When the Cold War ended, conservatives still felt hawkish but didn’t know whom to be hawkish towards. And they started seeing any foreign adversary of America, no matter how insignificant, as a deadly threat to the American way of life.

This is how Saddam Hussein, who in retrospect seems a relatively harmless (at least to us) tyrant, became a frightening menace to America, and why conservatives seek to paint Islamic extremists as a truly existential threat to the West. In reality, Islam is no match for the West, even if it gave them a free hand—Osama bin Laden is the only Islamic leader to have actually done any significant damage, and suicide bombings are simply not an effective way of gaining power. Neither are protests—Europe might give in for a while—but once Muslims start demanding things Europeans want for themselves, suddenly their protests won’t be as effective. It’s almost impossible to see a plausible way that Islam could topple Western culture, and impossible to imagine it defeating the United States.

The Right is probably guilty of creating a paper tiger of Islamic fundamentalism. The Left is guilty of doing its best to make that paper tiger real.

During the Cold War, the Left saw Communism as something of a kindred ideology; far too extreme, but still something that could be reasoned with. That is one reason the Left opposed Vietnam—not so much because it was an unnecessary and strategically stupid war poorly handled (though that was a reason, and perhaps a good one), but because any war against Communism was ipso facto a bad idea. It would be unfair to say that liberals wanted the Communists to win—but they didn’t much want them to lose either.

And when the Cold War ended, they brought that same pacifistic fervor to the post-War world. For liberals, there were very few good reasons to fight a war, and advancing American foreign policy wasn’t one of them (on most occasions). They viewed every foreign conflict with deep suspicion, even though the U.S. was usually (it may even be safe to say always) fighting dangerous dictators who were, apart from any threat they may have presented to the U.S., had it coming.

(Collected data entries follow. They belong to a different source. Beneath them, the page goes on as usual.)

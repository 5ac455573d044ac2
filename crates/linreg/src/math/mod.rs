//! Layer 2: Math
//!
//! # Purpose
//!
//! This layer provides the pure summary statistics the estimator is built
//! from: mean, sum-of-squares variance, and covariance.
//!
//! # Architecture
//!
//! ```text
//! Layer 6: API
//!   ↓
//! Layer 5: Engine
//!   ↓
//! Layer 4: Evaluation
//!   ↓
//! Layer 3: Algorithms
//!   ↓
//! Layer 2: Math ← You are here
//!   ↓
//! Layer 1: Primitives
//! ```

/// Mean, variance, and covariance.
pub mod stats;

So now the Left tries to excuse any crimes committed by radical Muslims, and opposes harsh confrontations with Islamic nations. Liberalism (small l) and radical Islam have nothing in common, leaving liberals defending an ideology that they can’t rationally defend. Most of the Left’s sympathy for radical Islam, I suggest, is borne out of an instinctive sympathy for those on the receiving end of American power.

Thursday, January 1, 2009

R.I.P. Donald Westlake

One of my favorite authors, Donald E. Westlake, passed away today. I enjoy mystery novels a great deal; Westlake's very funny Dortmunder series was one of the first mystery series I read. I'll miss him.

I'd recommend all his books, both those in his own name and in his pen name Richard Stark.